I suspect that the opposite is true. Oracle has no chance of survival UNLESS they start competing seriously in the AI field. A lot of what Oracle does is directly impacted by AI. They need to step up their game to survive.
 
Funny, I read this somewhere else and the nvidia part was mentioned in passing, with way more emphasis in the AMD part, but in here, its the first one mentioned…oh well.
 
How is the latest instinct compared to Nvidia's hardware?

You'd say with CDNA (Not RDNA) the compute devision must have made large steps by now since it's Vega.
 
How is the latest instinct compared to Nvidia's hardware?
Finding any independent testing of such products in this field is difficult as the cost is prohibitive. That said, Mosaic ML recently published their tests of the MI250 vs Nvidia’s A100:


649f22efda90a745c8606d48_Screenshot%202023-06-30%20at%202.45.46%20PM.png


The MI250 has superior theoretical compute performance compared to the A100 (e.g.
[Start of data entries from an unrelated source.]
//! Core data model types for oralexam.
//!
//! Topics and source material come from the corpus; questions, answers and
//! grades are produced turn by turn and owned by a `Session`.

use std::fmt;
use std::str::FromStr;

use base64::Engine as _;
use chrono::{DateTime, Utc};
use serde::{Deserialize, Serialize};

/// How hard a generated question should be.
#[derive(Debug, Clone, Copy, PartialEq, Eq, Hash, Serialize, Deserialize)]
#[serde(rename_all = "lowercase")]
pub enum Difficulty {
    Low,
    Moderate,
    High,
}

impl Difficulty {
    pub const ALL: [Difficulty; 3] = [Difficulty::Low, Difficulty::Moderate, Difficulty::High];
}

impl fmt::Display for Difficulty {
    fn fmt(&self, f: &mut fmt::Formatter<'_>) -> fmt::Result {
        match self {
            Difficulty::Low => write!(f, "low"),
            Difficulty::Moderate => write!(f, "moderate"),
            Difficulty::High => write!(f, "high"),
        }
    }
}

impl FromStr for Difficulty {
    type Err = String;

    fn from_str(s: &str) -> Result<Self, Self::Err> {
        match s.to_lowercase().as_str() {
            "low" | "easy" => Ok(Difficulty::Low),
            "moderate" | "medium" => Ok(Difficulty::Moderate),
            "high" | "hard" => Ok(Difficulty::High),
            other => Err(format!("unknown difficulty: {other}")),
        }
    }
}

/// Format of a generated question.
#[derive(Debug, Clone, Copy, PartialEq, Eq, Hash, Serialize, Deserialize)]
#[serde(rename_all = "snake_case")]
pub enum QuestionKind {
    MultipleChoice,
    FillInTheBlank,
    OpenEnded,
}

impl QuestionKind {
    pub const ALL: [QuestionKind; 3] = [
        QuestionKind::MultipleChoice,
        QuestionKind::FillInTheBlank,
        QuestionKind::OpenEnded,
    ];
}

impl fmt::Display for QuestionKind {
    fn fmt(&self, f: &mut fmt::Formatter<'_>) -> fmt::Result {
        match self {
            QuestionKind::MultipleChoice => write!(f, "multiple choice"),
            QuestionKind::FillInTheBlank => write!(f, "fill-in-the-blank"),
            QuestionKind::OpenEnded => write!(f, "open-ended"),
        }
    }
}

/// A topic (chapter or section) of the reference textbook.
#[derive(Debug, Clone, PartialEq, Eq, Serialize, Deserialize)]
pub struct Topic {
    /// Stable identifier used for lookups and filters.
    pub id: String,
    /// Human-readable title, shown to the model as the exam topic.
    pub title: String,
    #[serde(default)]
    pub category: Option<String>,
    #[serde(default)]
    pub difficulty: Option<Difficulty>,
}

/// Image formats accepted as attachments.
#[derive(Debug, Clone, Copy, PartialEq, Eq, Hash, Serialize, Deserialize)]
#[serde(rename_all = "lowercase")]
pub enum MediaType {
    Png,
    Jpeg,
    Gif,
    Webp,
}

impl MediaType {
    pub const ALL: [MediaType; 4] = [
        MediaType::Png,
        MediaType::Jpeg,
        MediaType::Gif,
        MediaType::Webp,
    ];

    /// The IANA media type string.
    pub fn mime(&self) -> &'static str {
        match self {
            MediaType::Png => "image/png",
            MediaType::Jpeg => "image/jpeg",
            MediaType::Gif => "image/gif",
            MediaType::Webp => "image/webp",
        }
    }

    /// Guess the media type from a file extension.
    pub fn from_extension(ext: &str) -> Option<Self> {
        match ext.to_lowercase().as_str() {
            "png" => Some(MediaType::Png),
            "jpg" | "jpeg" => Some(MediaType::Jpeg),
            "gif" => Some(MediaType::Gif),
            "webp" => Some(MediaType::Webp),
            _ => None,
        }
    }
}

impl fmt::Display for MediaType {
    fn fmt(&self, f: &mut fmt::Formatter<'_>) -> fmt::Result {
        f.write_str(self.mime())
    }
}

/// A figure, table or page rendered as an image.
#[derive(Debug, Clone, PartialEq, Eq, Serialize, Deserialize)]
pub struct Attachment {
    pub name: String,
    pub media_type: MediaType,
    #[serde(with = "base64_bytes")]
    pub data: Vec<u8>,
}

impl Attachment {
    pub fn new(name: impl Into<String>, media_type: MediaType, data: Vec<u8>) -> Self {
        Self {
            name: name.into(),
            media_type,
            data,
        }
    }

    pub fn size(&self) -> usize {
        self.data.len()
    }

    /// Standard base64 encoding of the image bytes, as most APIs expect.
    pub fn to_base64(&self) -> String {
        base64::engine::general_purpose::STANDARD.encode(&self.data)
    }
}

mod base64_bytes {
    use base64::Engine as _;
    use serde::{Deserialize, Deserializer, Serializer};

    pub fn serialize<S: Serializer>(data: &[u8], serializer: S) -> Result<S::Ok, S::Error> {
        serializer.serialize_str(&base64::engine::general_purpose::STANDARD.encode(data))
    }

    pub fn deserialize<'de, D: Deserializer<'de>>(deserializer: D) -> Result<Vec<u8>, D::Error> {
        let encoded = String::deserialize(deserializer)?;
        base64::engine::general_purpose::STANDARD
            .decode(encoded.as_bytes())
            .map_err(serde::de::Error::custom)
    }
}

/// The textbook content backing one question.
#[derive(Debug, Clone, PartialEq, Eq, Serialize, Deserialize)]
pub struct SourceMaterial {
    /// Unique within the corpus (e.g. `"labor-stages#p112"`).
    pub id: String,
    pub topic: Topic,
    #[serde(default)]
    pub excerpt: Option<String>,
    /// Page number in the source book, if known.
    #[serde(default)]
    pub page: Option<u32>,
    #[serde(default)]
    pub attachments: Vec<Attachment>,
}

impl SourceMaterial {
    pub fn has_content(&self) -> bool {
        self.excerpt
            .as_deref()
            .is_some_and(|text| !text.trim().is_empty())
            || !self.attachments.is_empty()
    }
}

/// A generated exam question.
#[derive(Debug, Clone, PartialEq, Serialize, Deserialize)]
pub struct Question {
    /// Index of the turn this question opened.
    pub turn: u32,
    pub text: String,
    pub topic: Topic,
    pub kind: QuestionKind,
    pub difficulty: Difficulty,
    /// Id of the `SourceMaterial` stored on the same turn.
    pub material_id: String,
}

/// The user's free-text reply to a question.
#[derive(Debug, Clone, PartialEq, Serialize, Deserialize)]
pub struct Answer {
    /// Must equal the index of the question's turn.
    pub turn: u32,
    pub text: String,
    pub submitted_at: DateTime<Utc>,
}

impl Answer {
    pub fn new(turn: u32, text: impl Into<String>) -> Self {
        Self {
            turn,
            text: text.into(),
            submitted_at: Utc::now(),
        }
    }
}

/// Correctness flag for one rubric sub-point.
#[derive(Debug, Clone, PartialEq, Eq, Serialize, Deserialize)]
pub struct SubPointVerdict {
    pub id: String,
    pub correct: bool,
}

/// A validated verdict for a (question, answer) pair.
#[derive(Debug, Clone, PartialEq, Serialize, Deserialize)]
pub struct GradeResult {
    pub score: f64,
    pub scale_max: f64,
    /// One entry per rubric sub-point, in rubric order.
    pub sub_points: Vec<SubPointVerdict>,
    pub corrections: String,
    pub rubric_version: String,
}

impl GradeResult {
    pub fn is_fully_correct(&self) -> bool {
        self.sub_points.iter().all(|p| p.correct)
    }

    /// Score as a percentage of the scale, in `0.0..=100.0`.
    pub fn percentage(&self) -> f64 {
        if self.scale_max <= 0.0 {
            return 0.0;
        }
        self.score / self.scale_max * 100.0
    }
}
FP32 throughput is 45 vs 19 TFLOPS), but the latter has much higher tensor/matrix rates (more than three times that of the MI250).[/IMG]
 
That is just one package out of 20 use cases I think.

In my record that Instinct looks promising. It comes with board power of even up to 600W per unit.
 
That is just one package out of 20 use cases I think.
The news article is about Oracle’s plans in the machine learning sector, so yes — it is just one example of use, but it’s the most relevant one here.

The MI250X is used in the Frontier and Lumi supercomputers, so the compute ability of CDNA 2 is clearly not in doubt.
 
Finding any independent testing of such products in this field is difficult as the cost is prohibitive. That said, Mosaic ML recently published their tests of the MI250 vs Nvidia’s A100:


649f22efda90a745c8606d48_Screenshot%202023-06-30%20at%202.45.46%20PM.png


The MI250 has superior theoretical compute performance compared to the A100 (e.g. FP32 throughput is 45 vs 19 TFLOPS), but the latter has much higher tensor/matrix rates (more than three times that of the MI250).[/IMG]
Mi200 series are fp64 oriented as it was designed to run high precision scientific simulation in frontier supercomputer
 
The news article is about Oracle’s plans in the machine learning sector, so yes — it is just one example of use, but it’s the most relevant one here.

The MI250X is used in the Frontier and Lumi supercomputers, so the compute ability of CDNA 2 is clearly not in doubt.
Mi250x indeed has strong fp64 performance due to frontier's high precision scientific need, but generative ai is 16 bit and 8 bit oriented
 
Mi250x indeed has strong fp64 performance due to frontier's high precision scientific need, but generative ai is 16 bit and 8 bit oriented
And the latter is the area where Nvidia's A100 and H100 are stronger than the MI250/250X. The MI350 may well be better but AMD hasn't said much about the actual internal specifications to make some estimates.
 
Funny, I read this somewhere else and the nvidia part was mentioned in passing, with way more emphasis in the AMD part, but in here, its the first one mentioned…oh well.

The article kinda says it … at at the end.

It has a funny combination of

with a significant portion of this investment going into Nvidia GPUs

and

According to Ellison, Oracle will spend "three times" as much money on AMD and Ampere CPUs as on Nvidia GPUs

While 25% of the total GPU + CPU spend for nVidia isn‘t insignificant, I would not have expected one quarter to beat three quarters when it comes to the article headline, but oh well.

Also interesting that the original news specifically mentioned that Oracle would no longer buy any Intel processors, which imho is far more significant.